Requirement – For each line in the data that includes "phone", make a copy.

Dataset entries:

• • • • • • •

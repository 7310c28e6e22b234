use super::Locale;
use serde::Serialize;

#[derive(Debug, Clone, Serialize)]
pub struct BlogPost {
    pub id: i64,
    pub slug: String,
    pub language: Locale,
    pub title: String,
    pub excerpt: String,
    pub cover_url: Option<String>,
    pub published_at: Option<String>,
    pub created_at: String,
}

/// Listing shape served by `GET /api/blog`.
#[derive(Debug, Clone, Serialize)]
#[serde(rename_all = "camelCase")]
pub struct BlogPreview {
    pub slug: String,
    pub language: Locale,
    pub title: String,
    pub excerpt: String,
    pub cover_url: Option<String>,
    pub published_at: String,
}
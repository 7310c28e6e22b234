use serde::Serialize;

/// Credential pair. Declared for the schema; no login surface uses it yet.
#[derive(Debug, Clone, Serialize)]
pub struct User {
    pub id: i64,
    pub username: String,
    #[serde(skip_serializing)]
    pub password_hash: String,
    pub created_at: String,
}
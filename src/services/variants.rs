use crate::models::AssetFormat;
use anyhow::Result;
use base64::Engine;
use image::codecs::avif::AvifEncoder;
use image::codecs::webp::WebPEncoder;
use image::{DynamicImage, GenericImageView};
use std::io::Cursor;

/// Width tiers for responsive delivery. Widths above the original are
/// skipped; an image smaller than the smallest tier keeps its own width.
pub const SRCSET_WIDTHS: [u32; 4] = [400, 800, 1200, 1600];

const BLUR_WIDTH: u32 = 16;
const JPEG_QUALITY: u8 = 85;
const AVIF_SPEED: u8 = 8;
const AVIF_QUALITY: u8 = 70;

pub struct VariantFile {
    pub format: AssetFormat,
    pub width: u32,
    pub data: Vec<u8>,
}

pub struct VariantSet {
    /// Intrinsic dimensions of the source image.
    pub width: u32,
    pub height: u32,
    /// Inline `data:` URL for the low-resolution placeholder.
    pub blur_data: String,
    pub files: Vec<VariantFile>,
}

/// Decode a source image and produce avif/webp/jpg variants at each
/// applicable width tier plus the blur placeholder.
pub fn generate_variants(data: &[u8]) -> Result<VariantSet> {
    let img = image::load_from_memory(data)?;
    let (orig_width, orig_height) = img.dimensions();

    let mut widths: Vec<u32> = SRCSET_WIDTHS
        .iter()
        .copied()
        .filter(|&w| w <= orig_width)
        .collect();
    if widths.is_empty() {
        widths.push(orig_width);
    }

    let mut files = Vec::new();
    for width in widths {
        let resized = if width == orig_width {
            img.clone()
        } else {
            let ratio = width as f32 / orig_width as f32;
            let height = (orig_height as f32 * ratio) as u32;
            img.resize(width, height, image::imageops::FilterType::Lanczos3)
        };

        for format in AssetFormat::ALL {
            files.push(VariantFile {
                format,
                width,
                data: encode(&resized, format)?,
            });
        }
    }

    Ok(VariantSet {
        width: orig_width,
        height: orig_height,
        blur_data: blur_placeholder(&img)?,
        files,
    })
}

fn encode(img: &DynamicImage, format: AssetFormat) -> Result<Vec<u8>> {
    match format {
        AssetFormat::Jpg => encode_jpeg(img, JPEG_QUALITY),
        AssetFormat::Webp => encode_webp(img),
        AssetFormat::Avif => encode_avif(img),
    }
}

fn encode_jpeg(img: &DynamicImage, quality: u8) -> Result<Vec<u8>> {
    let mut buffer = Cursor::new(Vec::new());
    let encoder = image::codecs::jpeg::JpegEncoder::new_with_quality(&mut buffer, quality);
    // JPEG has no alpha channel.
    img.to_rgb8().write_with_encoder(encoder)?;
    Ok(buffer.into_inner())
}

fn encode_webp(img: &DynamicImage) -> Result<Vec<u8>> {
    let rgba = img.to_rgba8();
    let (width, height) = rgba.dimensions();

    let mut buffer = Cursor::new(Vec::new());
    let encoder = WebPEncoder::new_lossless(&mut buffer);
    encoder.encode(&rgba, width, height, image::ExtendedColorType::Rgba8)?;

    Ok(buffer.into_inner())
}

fn encode_avif(img: &DynamicImage) -> Result<Vec<u8>> {
    let mut buffer = Cursor::new(Vec::new());
    let encoder = AvifEncoder::new_with_speed_quality(&mut buffer, AVIF_SPEED, AVIF_QUALITY);
    img.to_rgba8().write_with_encoder(encoder)?;
    Ok(buffer.into_inner())
}

/// Tiny JPEG rendered inline as a base64 data URL. Clients show it while
/// the real variant loads.
fn blur_placeholder(img: &DynamicImage) -> Result<String> {
    let (orig_width, orig_height) = img.dimensions();
    let width = BLUR_WIDTH.min(orig_width);
    let ratio = width as f32 / orig_width as f32;
    let height = ((orig_height as f32 * ratio) as u32).max(1);

    let tiny = img.resize_exact(width, height, image::imageops::FilterType::Triangle);
    let jpeg = encode_jpeg(&tiny, 40)?;
    let encoded = base64::engine::general_purpose::STANDARD.encode(jpeg);
    Ok(format!("data:image/jpeg;base64,{}", encoded))
}
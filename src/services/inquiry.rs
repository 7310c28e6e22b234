use crate::models::{CreateInquiry, Inquiry};
use crate::Database;
use anyhow::Result;

const MAX_MESSAGE_LEN: usize = 10_000;

/// Field validation for the contact form. Returns the first problem as a
/// message the handler can surface as a 400.
pub fn validate(input: &CreateInquiry) -> Result<(), String> {
    if input.name.trim().is_empty() {
        return Err("name must not be empty".to_string());
    }
    if input.message.trim().is_empty() {
        return Err("message must not be empty".to_string());
    }
    if input.message.len() > MAX_MESSAGE_LEN {
        return Err("message is too long".to_string());
    }
    let email = input.email.trim();
    let plausible = email.split_once('@').is_some_and(|(local, domain)| {
        !local.is_empty() && domain.contains('.') && !domain.starts_with('.') && !domain.ends_with('.')
    });
    if !plausible {
        return Err("email does not look valid".to_string());
    }
    Ok(())
}

pub fn create_inquiry(db: &Database, input: CreateInquiry) -> Result<Inquiry> {
    if let Err(msg) = validate(&input) {
        anyhow::bail!("Invalid inquiry: {}", msg);
    }

    let created_at = chrono::Utc::now().to_rfc3339();
    let conn = db.get()?;
    conn.execute(
        "INSERT INTO inquiries (name, email, phone, program, message, created_at) VALUES (?, ?, ?, ?, ?, ?)",
        (
            input.name.trim(),
            input.email.trim(),
            &input.phone,
            &input.program,
            input.message.trim(),
            &created_at,
        ),
    )?;

    Ok(Inquiry {
        id: conn.last_insert_rowid(),
        name: input.name.trim().to_string(),
        email: input.email.trim().to_string(),
        phone: input.phone,
        program: input.program,
        message: input.message.trim().to_string(),
        created_at,
    })
}

pub fn list_inquiries(db: &Database, limit: usize, offset: usize) -> Result<Vec<Inquiry>> {
    let conn = db.get()?;
    let mut stmt = conn.prepare(
        "SELECT id, name, email, phone, program, message, created_at FROM inquiries ORDER BY created_at DESC, id DESC LIMIT ? OFFSET ?",
    )?;
    let inquiries = stmt
        .query_map((limit, offset), |row| {
            Ok(Inquiry {
                id: row.get(0)?,
                name: row.get(1)?,
                email: row.get(2)?,
                phone: row.get(3)?,
                program: row.get(4)?,
                message: row.get(5)?,
                created_at: row.get(6)?,
            })
        })?
        .collect::<Result<Vec<_>, _>>()?;
    Ok(inquiries)
}
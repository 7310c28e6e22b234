use crate::{Config, Database};
use std::path::PathBuf;

pub struct AppState {
    pub config: Config,
    pub db: Database,
    pub media_root: PathBuf,
}

impl AppState {
    pub fn new(config: Config, db: Database) -> Self {
        let media_root = PathBuf::from(&config.media.root);
        Self {
            config,
            db,
            media_root,
        }
    }
}
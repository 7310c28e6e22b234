pub mod blog;
pub mod gallery;
pub mod ingest;
pub mod inquiry;
pub mod media;
pub mod reconcile;
pub mod variants;
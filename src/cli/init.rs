use crate::models::MediaRoute;
use anyhow::Result;
use std::path::PathBuf;

pub fn run(path: PathBuf, name: Option<String>) -> Result<()> {
    let name = name.unwrap_or_else(|| "Academy".to_string());
    std::fs::create_dir_all(&path)?;

    let config_path = path.join("clipper.toml");
    if config_path.exists() {
        anyhow::bail!("{} already exists", config_path.display());
    }

    let config = format!(
        r#"[site]
title = "{name}"
description = "Barber training academy"
url = "http://localhost:4000"
language = "pl"

[seo.pl]
title = "{name}"
description = "Szkolenia barberskie"

[server]
host = "127.0.0.1"
port = 4000

[database]
path = "data/clipper.db"

[media]
root = "media"

[api]
default_page_size = 12
max_page_size = 100
"#
    );
    std::fs::write(&config_path, config)?;

    let media_root = path.join("media");
    for route in MediaRoute::ALL {
        std::fs::create_dir_all(media_root.join(route.as_str()))?;
    }
    std::fs::create_dir_all(media_root.join("processed").join("gallery"))?;

    tracing::info!("Initialized site at {}", path.display());
    tracing::info!("Next: edit clipper.toml, then run `clipper migrate`");
    Ok(())
}
use crate::models::MediaRoute;
use crate::services::media;
use crate::{Config, Database};
use anyhow::Result;
use std::path::Path;

pub fn run(config_path: &Path) -> Result<()> {
    let config = Config::load(config_path)?;
    let db = Database::open(&config.database.path)?;
    db.migrate()?;

    let media_root = Path::new(&config.media.root);
    let mut inserted = 0;
    let mut removed = 0;

    for route in MediaRoute::ALL {
        let report = media::sync_route(&db, route, &media_root.join(route.as_str()))?;
        inserted += report.inserted;
        removed += report.removed;
    }

    tracing::info!("Sync complete: {} inserted, {} removed", inserted, removed);
    Ok(())
}
mod gallery_api_tests {
    use super::*;

    fn seed_items(db: &Database, root: &Path, count: usize) {
        for i in 0..count {
            seed_item(db, root, &format!("item-{:03}", i));
        }
    }

    #[test]
    fn test_pagination_contract() {
        let db = create_test_db();
        let root = tempfile::tempdir().unwrap();
        seed_items(&db, root.path(), 25);

        let page1 = gallery::list_page(&db, Locale::Pl, None, 1, 10).unwrap();
        assert_eq!(page1.items.len(), 10);
        assert_eq!(page1.next_page, Some(2));
        assert_eq!(page1.total_items, 25);
        assert_eq!(page1.current_page, 1);
        assert_eq!(page1.page_size, 10);

        let page3 = gallery::list_page(&db, Locale::Pl, None, 3, 10).unwrap();
        assert_eq!(page3.items.len(), 5);
        assert_eq!(page3.next_page, None);
    }

    #[test]
    fn test_pagination_exact_boundary() {
        let db = create_test_db();
        let root = tempfile::tempdir().unwrap();
        seed_items(&db, root.path(), 20);

        let page2 = gallery::list_page(&db, Locale::Pl, None, 2, 10).unwrap();
        assert_eq!(page2.items.len(), 10);
        assert_eq!(page2.next_page, None);
    }

    #[test]
    fn test_page_far_beyond_listing_is_empty() {
        let db = create_test_db();
        let root = tempfile::tempdir().unwrap();
        seed_items(&db, root.path(), 3);

        let page = gallery::list_page(&db, Locale::Pl, None, u32::MAX as usize, 100).unwrap();
        assert!(page.items.is_empty());
        assert_eq!(page.next_page, None);
        assert_eq!(page.total_items, 3);
    }

    #[test]
    fn test_items_carry_srcsets_and_blur_data() {
        let db = create_test_db();
        let root = tempfile::tempdir().unwrap();
        seed_item(&db, root.path(), "pompadour");

        let page = gallery::list_page(&db, Locale::Pl, None, 1, 10).unwrap();
        let item = &page.items[0];
        assert_eq!(item.w, 1600);
        assert_eq!(item.h, 1067);
        assert_eq!(
            item.srcsets.avif,
            "/media/processed/gallery/pompadour-800w.avif 800w"
        );
        assert_eq!(
            item.srcsets.webp,
            "/media/processed/gallery/pompadour-800w.webp 800w"
        );
        assert_eq!(
            item.srcsets.jpg,
            "/media/processed/gallery/pompadour-800w.jpg 800w"
        );
        assert!(item.blur_data.starts_with("data:image/jpeg;base64,"));
    }

    #[test]
    fn test_srcset_orders_widths_ascending() {
        let db = create_test_db();
        let root = tempfile::tempdir().unwrap();
        let item_id = seed_item(&db, root.path(), "texture-crop");
        for width in [1600, 400] {
            let rel = format!("processed/gallery/texture-crop-{}w.jpg", width);
            fs::write(root.path().join(&rel), b"variant").unwrap();
            gallery::add_asset(
                &db,
                item_id,
                AssetFormat::Jpg,
                width,
                &rel,
                &format!("/media/{}", rel),
            )
            .unwrap();
        }

        let page = gallery::list_page(&db, Locale::Pl, None, 1, 10).unwrap();
        assert_eq!(
            page.items[0].srcsets.jpg,
            "/media/processed/gallery/texture-crop-400w.jpg 400w, \
             /media/processed/gallery/texture-crop-800w.jpg 800w, \
             /media/processed/gallery/texture-crop-1600w.jpg 1600w"
        );
    }

    #[test]
    fn test_tag_filter_narrows_listing() {
        let db = create_test_db();
        let root = tempfile::tempdir().unwrap();

        let tagged = seed_item(&db, root.path(), "fade-one");
        let tagged_too = seed_item(&db, root.path(), "fade-two");
        seed_item(&db, root.path(), "beard-trim");

        let tag_id = gallery::ensure_tag(&db, "fade").unwrap();
        gallery::tag_item(&db, tagged, tag_id).unwrap();
        gallery::tag_item(&db, tagged_too, tag_id).unwrap();

        let page = gallery::list_page(&db, Locale::Pl, Some("fade"), 1, 10).unwrap();
        assert_eq!(page.total_items, 2);
        assert!(page.items.iter().all(|i| i.tags == vec!["fade"]));

        let all = gallery::list_page(&db, Locale::Pl, None, 1, 10).unwrap();
        assert_eq!(all.total_items, 3);
    }

    #[test]
    fn test_caption_locale_fallback() {
        let db = create_test_db();
        let root = tempfile::tempdir().unwrap();
        let item_id = seed_item(&db, root.path(), "skin-fade");
        gallery::set_i18n(&db, item_id, Locale::Pl, "Cieniowanie", "Cieniowanie na mokro")
            .unwrap();
        gallery::set_i18n(&db, item_id, Locale::En, "Skin fade", "Wet skin fade").unwrap();

        let en = gallery::list_page(&db, Locale::En, None, 1, 10).unwrap();
        assert_eq!(en.items[0].title, "Skin fade");
        assert_eq!(en.items[0].alt, "Wet skin fade");

        // No Ukrainian captions: Polish wins.
        let uk = gallery::list_page(&db, Locale::Uk, None, 1, 10).unwrap();
        assert_eq!(uk.items[0].title, "Cieniowanie");
        assert_eq!(uk.items[0].alt, "Cieniowanie na mokro");
    }

    #[test]
    fn test_tag_counts_and_localized_names() {
        let db = create_test_db();
        let root = tempfile::tempdir().unwrap();

        let a = seed_item(&db, root.path(), "item-a");
        let b = seed_item(&db, root.path(), "item-b");
        let c = seed_item(&db, root.path(), "item-c");

        let fade = gallery::ensure_tag(&db, "fade").unwrap();
        gallery::set_tag_name(&db, fade, Locale::Pl, "Cieniowanie").unwrap();
        gallery::set_tag_name(&db, fade, Locale::En, "Fade").unwrap();
        let beard = gallery::ensure_tag(&db, "beard").unwrap();

        gallery::tag_item(&db, a, fade).unwrap();
        gallery::tag_item(&db, b, fade).unwrap();
        gallery::tag_item(&db, c, beard).unwrap();

        let en = gallery::list_tags_with_counts(&db, Locale::En).unwrap();
        assert_eq!(en[0].slug, "fade");
        assert_eq!(en[0].name, "Fade");
        assert_eq!(en[0].count, 2);
        // No i18n rows at all: slug stands in for the name.
        assert_eq!(en[1].name, "beard");
        assert_eq!(en[1].count, 1);

        // Ukrainian has no names: Polish wins.
        let uk = gallery::list_tags_with_counts(&db, Locale::Uk).unwrap();
        assert_eq!(uk[0].name, "Cieniowanie");
    }
}
use serde::{Deserialize, Serialize};
use std::str::FromStr;

/// Site locales. Polish is the primary language and the fallback for
/// every localized surface (SEO metadata, gallery captions, tag names).
#[derive(Debug, Clone, Copy, PartialEq, Eq, Hash, Serialize, Deserialize, Default)]
#[serde(rename_all = "lowercase")]
pub enum Locale {
    #[default]
    Pl,
    En,
    Uk,
}

impl Locale {
    pub const ALL: [Locale; 3] = [Locale::Pl, Locale::En, Locale::Uk];

    pub fn as_str(&self) -> &'static str {
        match self {
            Self::Pl => "pl",
            Self::En => "en",
            Self::Uk => "uk",
        }
    }

    /// Unsupported codes fall back to Polish.
    pub fn parse_or_default(code: &str) -> Self {
        code.parse().unwrap_or_default()
    }
}

impl FromStr for Locale {
    type Err = ();

    fn from_str(s: &str) -> Result<Self, Self::Err> {
        match s.to_lowercase().as_str() {
            "pl" => Ok(Self::Pl),
            "en" => Ok(Self::En),
            "uk" => Ok(Self::Uk),
            _ => Err(()),
        }
    }
}

impl std::fmt::Display for Locale {
    fn fmt(&self, f: &mut std::fmt::Formatter<'_>) -> std::fmt::Result {
        f.write_str(self.as_str())
    }
}
use crate::models::{GalleryPage, Locale};
use crate::services::gallery;
use crate::web::error::AppResult;
use crate::web::state::AppState;
use axum::extract::{Query, State};
use axum::response::Json;
use serde::Deserialize;
use std::sync::Arc;

#[derive(Deserialize)]
pub struct GalleryParams {
    pub page: Option<usize>,
    #[serde(rename = "pageSize")]
    pub page_size: Option<usize>,
    pub locale: Option<String>,
    pub tag: Option<String>,
}

#[derive(Deserialize)]
pub struct TagParams {
    pub locale: Option<String>,
}

// Caps the page number so OFFSET stays well inside i64 for any page size.
const MAX_PAGE: usize = u32::MAX as usize;

fn paginate(
    page: Option<usize>,
    page_size: Option<usize>,
    default_size: usize,
    max_size: usize,
) -> (usize, usize) {
    let page = page.unwrap_or(1).clamp(1, MAX_PAGE);
    let page_size = page_size.unwrap_or(default_size).min(max_size).max(1);
    (page, page_size)
}

/// GET /api/gallery?page&pageSize&locale&tag
pub async fn list(
    State(state): State<Arc<AppState>>,
    Query(params): Query<GalleryParams>,
) -> AppResult<Json<GalleryPage>> {
    let (page, page_size) = paginate(
        params.page,
        params.page_size,
        state.config.api.default_page_size,
        state.config.api.max_page_size,
    );
    let locale = Locale::parse_or_default(params.locale.as_deref().unwrap_or_default());

    let page_data = gallery::list_page(&state.db, locale, params.tag.as_deref(), page, page_size)?;
    Ok(Json(page_data))
}

/// GET /api/gallery/tags?locale
pub async fn tags(
    State(state): State<Arc<AppState>>,
    Query(params): Query<TagParams>,
) -> AppResult<Json<serde_json::Value>> {
    let locale = Locale::parse_or_default(params.locale.as_deref().unwrap_or_default());
    let tags = gallery::list_tags_with_counts(&state.db, locale)?;
    Ok(Json(serde_json::json!({ "tags": tags })))
}
use crate::models::Locale;
use crate::services::blog;
use crate::web::error::AppResult;
use crate::web::state::AppState;
use axum::extract::{Query, State};
use axum::response::Json;
use serde::Deserialize;
use std::sync::Arc;

#[derive(Deserialize)]
pub struct BlogParams {
    pub language: Option<String>,
}

/// GET /api/blog?language: published previews, newest first.
pub async fn list(
    State(state): State<Arc<AppState>>,
    Query(params): Query<BlogParams>,
) -> AppResult<Json<serde_json::Value>> {
    let language = Locale::parse_or_default(params.language.as_deref().unwrap_or_default());
    let previews = blog::list_previews(&state.db, language)?;
    Ok(Json(serde_json::json!({ "posts": previews })))
}
use crate::models::{BlogPreview, Locale};
use crate::Database;
use anyhow::Result;

/// Published previews for one language, newest first. The language filter
/// is a plain pass-through: a language with no posts yields an empty list.
pub fn list_previews(db: &Database, language: Locale) -> Result<Vec<BlogPreview>> {
    let conn = db.get()?;
    let mut stmt = conn.prepare(
        r#"
        SELECT slug, language, title, excerpt, cover_url, published_at
        FROM blog_posts
        WHERE language = ? AND published_at IS NOT NULL
        ORDER BY published_at DESC, id DESC
        "#,
    )?;
    let previews = stmt
        .query_map([language.as_str()], |row| {
            Ok(BlogPreview {
                slug: row.get(0)?,
                language: row
                    .get::<_, String>(1)?
                    .parse()
                    .unwrap_or_default(),
                title: row.get(2)?,
                excerpt: row.get(3)?,
                cover_url: row.get(4)?,
                published_at: row.get(5)?,
            })
        })?
        .collect::<Result<Vec<_>, _>>()?;
    Ok(previews)
}

pub fn create_post(
    db: &Database,
    slug: &str,
    language: Locale,
    title: &str,
    excerpt: &str,
    cover_url: Option<&str>,
    published_at: Option<&str>,
) -> Result<i64> {
    let conn = db.get()?;
    conn.execute(
        "INSERT INTO blog_posts (slug, language, title, excerpt, cover_url, published_at, created_at) VALUES (?, ?, ?, ?, ?, ?, ?)",
        (
            slug,
            language.as_str(),
            title,
            excerpt,
            cover_url,
            published_at,
            chrono::Utc::now().to_rfc3339(),
        ),
    )?;
    Ok(conn.last_insert_rowid())
}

• • • • • • •

Solution for this exercise –
        "INSERT INTO inquiries (name, email, phone, program, message, created_at) VALUES (?, ?, ?, ?, ?, ?)",
            &input.phone,
        phone: input.phone,
        "SELECT id, name, email, phone, program, message, created_at FROM inquiries ORDER BY created_at DESC, id DESC LIMIT ? OFFSET ?",
                phone: row.get(3)?,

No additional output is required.